Saved entries
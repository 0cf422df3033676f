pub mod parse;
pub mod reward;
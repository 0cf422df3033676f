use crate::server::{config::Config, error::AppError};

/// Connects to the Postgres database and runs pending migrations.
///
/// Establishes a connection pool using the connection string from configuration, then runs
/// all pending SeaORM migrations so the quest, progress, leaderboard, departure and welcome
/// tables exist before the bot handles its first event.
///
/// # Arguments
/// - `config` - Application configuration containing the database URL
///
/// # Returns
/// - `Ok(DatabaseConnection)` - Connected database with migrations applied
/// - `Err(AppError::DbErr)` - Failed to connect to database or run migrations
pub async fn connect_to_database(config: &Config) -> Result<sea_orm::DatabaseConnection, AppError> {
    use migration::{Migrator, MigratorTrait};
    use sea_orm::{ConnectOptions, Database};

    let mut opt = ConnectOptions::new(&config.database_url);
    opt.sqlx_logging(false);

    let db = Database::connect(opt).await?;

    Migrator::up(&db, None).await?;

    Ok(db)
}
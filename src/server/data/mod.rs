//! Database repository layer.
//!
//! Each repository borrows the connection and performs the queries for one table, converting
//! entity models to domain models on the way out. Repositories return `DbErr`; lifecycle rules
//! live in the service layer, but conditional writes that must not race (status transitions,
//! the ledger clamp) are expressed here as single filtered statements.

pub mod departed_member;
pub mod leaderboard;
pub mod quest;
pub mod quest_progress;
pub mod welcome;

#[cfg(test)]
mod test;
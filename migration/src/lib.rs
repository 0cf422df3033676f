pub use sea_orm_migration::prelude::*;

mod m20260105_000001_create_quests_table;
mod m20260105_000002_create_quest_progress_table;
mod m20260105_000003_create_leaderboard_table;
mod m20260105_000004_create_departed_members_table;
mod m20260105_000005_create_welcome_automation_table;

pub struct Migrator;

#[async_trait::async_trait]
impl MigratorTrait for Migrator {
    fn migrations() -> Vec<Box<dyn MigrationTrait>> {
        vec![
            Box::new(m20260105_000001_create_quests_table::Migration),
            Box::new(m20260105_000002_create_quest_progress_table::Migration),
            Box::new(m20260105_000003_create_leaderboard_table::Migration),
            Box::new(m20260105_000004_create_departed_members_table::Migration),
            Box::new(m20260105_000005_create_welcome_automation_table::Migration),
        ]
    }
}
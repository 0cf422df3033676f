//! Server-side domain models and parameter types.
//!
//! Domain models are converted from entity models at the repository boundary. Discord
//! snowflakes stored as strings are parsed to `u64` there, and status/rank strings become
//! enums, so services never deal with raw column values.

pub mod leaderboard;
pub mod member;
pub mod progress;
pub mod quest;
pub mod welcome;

- **PROMPT**
Pick each line holding "Migrator" out of the entries above and return it.

- **ANSWER BOX**
    use migration::{Migrator, MigratorTrait};
    Migrator::up(&db, None).await?;
pub struct Migrator;
impl MigratorTrait for Migrator {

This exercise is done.